In recent years, indoor air pollution has posed a significant threat to our society, claiming over 3.2 million lives annually. Developing nations, such as India, are most affected since lack of knowledge, inadequate regulation, and outdoor air pollution lead to severe daily exposure to pollutants. However, only a limited number of studies have attempted to understand how indoor air pollution affects developing countries like India. To address this gap, we present spatiotemporal measurements of air quality from 30 indoor sites over six months during summer and winter seasons. The sites are geographically located across four regions of type: rural, suburban, and urban, covering the typical low to middle-income population in India. The dataset contains various types of indoor environments (e.g., studio apartments, classrooms, research laboratories, food canteens, and residential households), and can provide the basis for data-driven learning model research aimed at coping with unique pollution patterns in developing countries. This unique dataset demands advanced data cleaning and imputation techniques for handling missing data due to power failure or network outages during data collection. Furthermore, through a simple speech-to-text application, we provide real-time indoor activity labels annotated by occupants. Therefore, environmentalists and ML enthusiasts can utilize this dataset to understand the complex patterns of the pollutants under different indoor activities, identify recurring sources of pollution, forecast exposure, improve floor plans and room structures of modern indoor designs, develop pollution-aware recommender systems, etc.

Figures (15)

• Figure 1: Overview of our extensive field study and data collection with multiple air quality monitors in a typical indoor environment. The scenario shows four DALTON sensors deployed in a household that are utilizing the house's WiFi network to send pollutant readings to the cloud. Moreover, the occupants actively participate in the study by providing activity and event context (i.e., cooking, eating, etc.) via the easy-to-use speech-to-text vocalAnnot Android application.
• Figure 2: Deployment images from various indoor environments -- (a) Kitchen, (b) Research Lab, (c) Studio Apartment, (d) Food Canteen. The sensor is highlighted in green outline. We have strategically installed at least one sensor in each room (e.g., a typical household can have six rooms). The devices are positioned at a height of 1 meter to 1.5 meters from the ground (i.e., around chest height) based on the availability of standard power outlets to accurately quantify the exposure level for the occupants.

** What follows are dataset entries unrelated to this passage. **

use std::collections::{HashMap, HashSet};

/// Boolean animator parameters
#[derive(Debug, Clone, Copy, PartialEq, Eq, Hash)]
pub enum BoolParam {
    IsMoving,
    IsRunning,
    IsGrounded,
    OnWall,
    HasTarget,
    IsDeath,
    /// Translation forbidden while an action plays; desired speed is forced to zero
    CannotMove,
    /// Locomotion may not overwrite the physics velocity (hit-react knockback keeps sliding)
    LockVelocity,
}

#[derive(Debug, Clone, Copy, PartialEq, Eq, Hash)]
pub enum FloatParam {
    YVelocity,
}

/// One-shot pulses, consumed by the next state machine update
#[derive(Debug, Clone, Copy, PartialEq, Eq, Hash)]
pub enum AnimTrigger {
    Hit,
    Jump,
    Attack,
}

/// Parameter store shared between gameplay code and the action state machine.
/// Writes are fire-and-forget. Unset values read as false / 0.
#[derive(Debug, Clone, Default)]
pub struct AnimatorParams {
    bools: HashMap<BoolParam, bool>,
    floats: HashMap<FloatParam, f32>,
    triggers: HashSet<AnimTrigger>,
}

impl AnimatorParams {
    pub fn set_bool(&mut self, param: BoolParam, value: bool) {
        self.bools.insert(param, value);
    }

    pub fn get_bool(&self, param: BoolParam) -> bool {
        self.bools.get(&param).copied().unwrap_or(false)
    }

    pub fn set_float(&mut self, param: FloatParam, value: f32) {
        self.floats.insert(param, value);
    }

    pub fn get_float(&self, param: FloatParam) -> f32 {
        self.floats.get(&param).copied().unwrap_or(0.0)
    }

    pub fn set_trigger(&mut self, trigger: AnimTrigger) {
        self.triggers.insert(trigger);
    }

    pub fn is_triggered(&self, trigger: AnimTrigger) -> bool {
        self.triggers.contains(&trigger)
    }

    /// Returns whether the trigger was pending, clearing it
    pub fn take_trigger(&mut self, trigger: AnimTrigger) -> bool {
        self.triggers.remove(&trigger)
    }

    pub fn movement_locked(&self) -> bool {
        self.get_bool(BoolParam::CannotMove)
    }

    pub fn velocity_locked(&self) -> bool {
        self.get_bool(BoolParam::LockVelocity)
    }
}
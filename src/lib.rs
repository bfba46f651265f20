//! Side-scrolling brawler: health with an invincibility window, combat-gated
//! locomotion and a damage notification bus shared by every actor.

use bevy::prelude::*;

pub mod actor;
pub mod animation;
pub mod combat;
pub mod config;
pub mod enemies;
pub mod feedback;
pub mod level;
pub mod physics;
pub mod player;

/// Game states
#[derive(States, Debug, Clone, Copy, Eq, PartialEq, Hash, Default)]
pub enum GameState {
    #[default]
    Menu,
    Playing,
    Paused,
}

/// Order of one simulation step. Everything runs only while playing.
#[derive(SystemSet, Debug, Clone, Copy, PartialEq, Eq, Hash)]
pub enum StepSet {
    /// Player input and enemy AI write locomotion intent
    Input,
    /// Damage and heal requests reach actors
    Combat,
    /// Animator state machines consume triggers
    Animate,
    /// Coordinators turn intent and combat state into velocity
    Step,
    /// Integrate, collide and sample contacts for the next step
    Physics,
    Feedback,
}

/// World units per screen pixel
const CAMERA_SCALE: f32 = 1.0 / 40.0;

/// Everything but the window and the config resource
pub struct GamePlugin;

impl Plugin for GamePlugin {
    fn build(&self, app: &mut App) {
        app.init_state::<GameState>()
            .configure_sets(
                Update,
                (
                    StepSet::Input,
                    StepSet::Combat,
                    StepSet::Animate,
                    StepSet::Step,
                    StepSet::Physics,
                    StepSet::Feedback,
                )
                    .chain()
                    .run_if(in_state(GameState::Playing)),
            )
            .add_plugins((
                level::LevelPlugin,
                physics::PhysicsPlugin,
                combat::CombatPlugin,
                animation::AnimationPlugin,
                actor::ActorPlugin,
                player::PlayerPlugin,
                enemies::EnemyPlugin,
                feedback::FeedbackPlugin,
            ))
            .add_systems(Startup, spawn_camera)
            .add_systems(Update, handle_game_state_input);
    }
}

fn spawn_camera(mut commands: Commands) {
    commands.spawn((
        Camera2d,
        Projection::Orthographic(OrthographicProjection {
            scale: CAMERA_SCALE,
            ..OrthographicProjection::default_2d()
        }),
        Transform::from_xyz(0.0, 4.0, 0.0),
    ));
}

fn handle_game_state_input(
    keyboard: Res<ButtonInput<KeyCode>>,
    current_state: Res<State<GameState>>,
    mut next_state: ResMut<NextState<GameState>>,
) {
    let next = match current_state.get() {
        GameState::Menu => {
            if keyboard.just_pressed(KeyCode::Space) || keyboard.just_pressed(KeyCode::Enter) {
                Some(GameState::Playing)
            } else {
                None
            }
        }
        GameState::Playing => {
            if keyboard.just_pressed(KeyCode::Escape) {
                Some(GameState::Paused)
            } else {
                None
            }
        }
        GameState::Paused => {
            if keyboard.just_pressed(KeyCode::Escape) {
                Some(GameState::Playing)
            } else if keyboard.just_pressed(KeyCode::KeyQ) {
                Some(GameState::Menu)
            } else {
                None
            }
        }
    };

    if let Some(state) = next {
        info!("{:?} -> {:?}", current_state.get(), state);
        next_state.set(state);
    }
}
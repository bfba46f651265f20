//! Combat: health state, damage notification bus and the ECS entry points
//! (`DamageRequest` / `HealRequest`) that route hits to actors.

use bevy::prelude::*;

use crate::actor::ActorCoordinator;
use crate::animation::Animator;
use crate::StepSet;

pub mod bus;
pub mod error;
pub mod health;

pub use bus::*;
pub use error::*;
pub use health::*;

pub struct CombatPlugin;

impl Plugin for CombatPlugin {
    fn build(&self, app: &mut App) {
        app.init_resource::<DamageEventBus>()
            .add_event::<DamageRequest>()
            .add_event::<HealRequest>()
            .add_event::<Healed>()
            .add_event::<DeathEvent>()
            .add_systems(
                Update,
                (process_damage_requests, process_heal_requests)
                    .chain()
                    .in_set(StepSet::Combat),
            );
    }
}

/// Request to damage an actor, sent by attackers
#[derive(Event, Debug, Clone, Copy, PartialEq)]
pub struct DamageRequest {
    pub target: Entity,
    pub amount: f32,
    pub knockback: Vec2,
    pub source: Option<Entity>,
}

/// Request to heal an actor, sent by pickups and similar
#[derive(Event, Debug, Clone, Copy, PartialEq)]
pub struct HealRequest {
    pub target: Entity,
    pub amount: f32,
}

/// Fired after a heal actually restored health
#[derive(Event, Debug, Clone, Copy, PartialEq)]
pub struct Healed {
    pub target: Entity,
    pub amount: f32,
}

/// Fired when an actor dies
#[derive(Event, Debug, Clone, Copy, PartialEq, Eq)]
pub struct DeathEvent {
    pub entity: Entity,
    pub killer: Option<Entity>,
}

/// Route damage requests through each target's coordinator
pub fn process_damage_requests(
    mut requests: EventReader<DamageRequest>,
    mut deaths: EventWriter<DeathEvent>,
    mut actors: Query<(&mut ActorCoordinator, &mut Animator)>,
    bus: Res<DamageEventBus>,
) {
    for request in requests.read() {
        let Ok((mut actor, mut animator)) = actors.get_mut(request.target) else {
            warn!("damage request for unknown actor {:?}", request.target);
            continue;
        };

        match actor.receive_damage(request, &mut animator.params, &bus) {
            Ok(HitOutcome::Killed) => {
                deaths.write(DeathEvent {
                    entity: request.target,
                    killer: request.source,
                });
            }
            Ok(HitOutcome::Hit) => {}
            Err(err) if err.is_state_rejection() => {
                debug!("{:?} ignored hit: {}", request.target, err);
            }
            Err(err) => {
                warn!("rejected damage request for {:?}: {}", request.target, err);
            }
        }
    }
}

pub fn process_heal_requests(
    mut requests: EventReader<HealRequest>,
    mut healed: EventWriter<Healed>,
    mut actors: Query<&mut ActorCoordinator>,
) {
    for request in requests.read() {
        let Ok(mut actor) = actors.get_mut(request.target) else {
            warn!("heal request for unknown actor {:?}", request.target);
            continue;
        };

        match actor.heal(request.amount) {
            Ok(amount) => {
                healed.write(Healed {
                    target: request.target,
                    amount,
                });
            }
            Err(err) if err.is_state_rejection() => {
                debug!("{:?} ignored heal: {}", request.target, err);
            }
            Err(err) => {
                warn!("rejected heal request for {:?}: {}", request.target, err);
            }
        }
    }
}
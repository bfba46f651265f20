use thiserror::Error;

/// Why a damage or heal request was not applied
#[derive(Debug, Clone, PartialEq, Error)]
pub enum CombatError {
    /// Caller error: amounts must be finite and strictly positive
    #[error("invalid amount {amount}: must be a positive number")]
    InvalidAmount { amount: f32 },
    #[error("actor is dead")]
    Dead,
    #[error("actor is invincible")]
    Invincible,
    #[error("actor is already at full health")]
    HealthFull,
}

impl CombatError {
    /// Rejected state transitions are expected gameplay outcomes, not caller bugs
    pub fn is_state_rejection(&self) -> bool {
        !matches!(self, CombatError::InvalidAmount { .. })
    }
}

/// Failure reported by a damage subscriber. Isolated by the bus, never propagated.
#[derive(Debug, Clone, PartialEq, Eq, Error)]
#[error("damage observer failed: {0}")]
pub struct ObserverError(pub String);

impl ObserverError {
    pub fn new(message: impl Into<String>) -> Self {
        Self(message.into())
    }
}

/// Validates a damage or heal amount
pub fn check_amount(amount: f32) -> Result<f32, CombatError> {
    if amount.is_finite() && amount > 0.0 {
        Ok(amount)
    } else {
        Err(CombatError::InvalidAmount { amount })
    }
}

#[cfg(test)]
mod tests {
    use super::*;

    #[test]
    fn test_check_amount_accepts_positive() {
        assert_eq!(check_amount(12.5), Ok(12.5));
    }

    #[test]
    fn test_check_amount_rejects_zero_negative_and_nan() {
        assert!(check_amount(0.0).is_err());
        assert!(check_amount(-3.0).is_err());
        assert!(check_amount(f32::NAN).is_err());
        assert!(check_amount(f32::INFINITY).is_err());
    }

    #[test]
    fn test_state_rejection_classification() {
        assert!(CombatError::Dead.is_state_rejection());
        assert!(CombatError::Invincible.is_state_rejection());
        assert!(CombatError::HealthFull.is_state_rejection());
        assert!(!CombatError::InvalidAmount { amount: 0.0 }.is_state_rejection());
    }

    #[test]
    fn test_observer_error_message() {
        let err = ObserverError::new("text prefab missing");
        assert_eq!(err.to_string(), "damage observer failed: text prefab missing");
    }
}
// src/printer/batch.rs

//! Implements a [`BatchEnvelope`], the IRCv3 `BATCH` framing of one
//! delivered history window.
//!
//! ```text
//! :irc.znc.in BATCH +sDf3kQ0pZ1aB9 chathistory #room
//! @batch=sDf3kQ0pZ1aB9;draft/msgid=…;time=… :alice!… PRIVMSG #room :hello
//! @batch=sDf3kQ0pZ1aB9;draft/msgid=…;time=… :bob!… PRIVMSG #room :hi
//! :irc.znc.in BATCH -sDf3kQ0pZ1aB9
//! ```

use crate::common::{BATCH_ID_SIZE, BATCH_TYPE, SERVER_NAME};
use crate::data::message::CanonicalMessage;
use crate::printer::printers::ResponseLine;

use ::rand::distr::Alphanumeric;
use ::rand::Rng;
#[allow(unused_imports)]
use ::si_trace_print::{defn, defo, defx, defñ};
use ::uuid::Uuid;

/// Name of the tag referencing the batch.
pub const BATCH_TAG: &str = "batch";
/// Name of the per-message unique id tag.
pub const MSGID_TAG: &str = "draft/msgid";
/// Command of the batch start and end markers.
pub const BATCH_COMMAND: &str = "BATCH";

/// A fresh random alphanumeric batch token, [`BATCH_ID_SIZE`] long.
///
/// [`BATCH_ID_SIZE`]: crate::common::BATCH_ID_SIZE
pub fn new_batch_id() -> String {
    ::rand::rng()
        .sample_iter(&Alphanumeric)
        .take(BATCH_ID_SIZE)
        .map(char::from)
        .collect()
}

/// A fresh globally unique message id.
pub fn new_msgid() -> String {
    Uuid::new_v4().to_string()
}

/// The framing of one non-empty result set.
#[derive(Clone, Debug)]
pub struct BatchEnvelope {
    id: String,
    target: String,
    /// members, already tagged with the batch id and a message id
    members: Vec<CanonicalMessage>,
}

impl BatchEnvelope {
    /// Frame `messages` for room `target`.
    ///
    /// Returns `None` for an empty `messages`; no envelope is made for
    /// nothing.
    pub fn new(messages: Vec<CanonicalMessage>, target: &str) -> Option<BatchEnvelope> {
        if messages.is_empty() {
            defñ!("no messages; return None");
            return None;
        }
        let id: String = new_batch_id();
        defn!("batch {:?} of {} messages", id, messages.len());
        let members: Vec<CanonicalMessage> = messages
            .into_iter()
            .map(|mut msg| {
                msg.prepend_tags(vec![
                    (BATCH_TAG.to_string(), id.clone()),
                    (MSGID_TAG.to_string(), new_msgid()),
                ]);
                msg
            })
            .collect();
        defx!();

        Some(BatchEnvelope {
            id,
            target: target.to_string(),
            members,
        })
    }

    pub fn id(&self) -> &str {
        &self.id
    }

    pub fn members(&self) -> &[CanonicalMessage] {
        &self.members
    }

    /// `:irc.znc.in BATCH +<id> chathistory <target>`
    pub fn start_marker(&self) -> CanonicalMessage {
        CanonicalMessage::new(BATCH_COMMAND)
            .prefix(SERVER_NAME)
            .param(format!("+{}", self.id))
            .param(BATCH_TYPE)
            .param(self.target.as_str())
    }

    /// `:irc.znc.in BATCH -<id>`
    pub fn end_marker(&self) -> CanonicalMessage {
        CanonicalMessage::new(BATCH_COMMAND)
            .prefix(SERVER_NAME)
            .param(format!("-{}", self.id))
    }

    /// All lines in emission order; start marker, members, end marker.
    pub fn lines(&self) -> Vec<ResponseLine> {
        let mut lines: Vec<ResponseLine> = Vec::with_capacity(self.members.len() + 2);
        lines.push(ResponseLine::Marker(self.start_marker().to_string()));
        for member in self.members.iter() {
            lines.push(ResponseLine::Member(member.to_string()));
        }
        lines.push(ResponseLine::Marker(self.end_marker().to_string()));

        lines
    }
}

• Figure 3: Air quality variation with activities of daily living in the morning time. The figure shows CO2, PM2.5, and VOC concentration in the kitchen, adjacent bedroom, and dining while preparing meals for lunch. Long-term frying (e.g., fish) significantly elevates PM2.5 and VOC levels that transcend to nearby rooms. Meanwhile, pollutants from boiling, heating, or short-term frying remain contained near the source and do not lead to severe spread. Cleaning and mopping activities increase the relative humidity of the indoors.
• Figure 4: Split air conditioners suffer from compromised ventilation compared to legacy window air conditioners simply to improve power efficiency. The figure clearly depicts the accumulation of VOC and CO2 over time when split AC is on. Meanwhile, we observe consistent ventilation when the window AC is on, achieving healthy air quality with time. The relative humidity is slightly higher for window AC (i.e., within the comfort range, 30--50%).
• Figure 5: (a) depicts pollutant accumulation if the kitchen exhaust fan is turned off (i.e., 4.7$\times$ PM2.5). (b) shows the maximum pollutant increase before and after 30 minutes of using mosquito repellent or burning incense sticks (i.e., 4.8$\times$ VOC for burning sticks). Further, we have divided the day into Early Morning (00:00--06:00), Morning (06:00--12:00), Afternoon (12:00-18:00), and Evening (18:00-23:00) hours. (c) shows in the morning, the kitchen has higher CO2, while research labs are impacted in the afternoon and evening due to occupancy. Lastly, (d) shows that PM2.5 is predominant in the kitchen and rooms at any time of the day. The dashed line represents healthy pollutant level.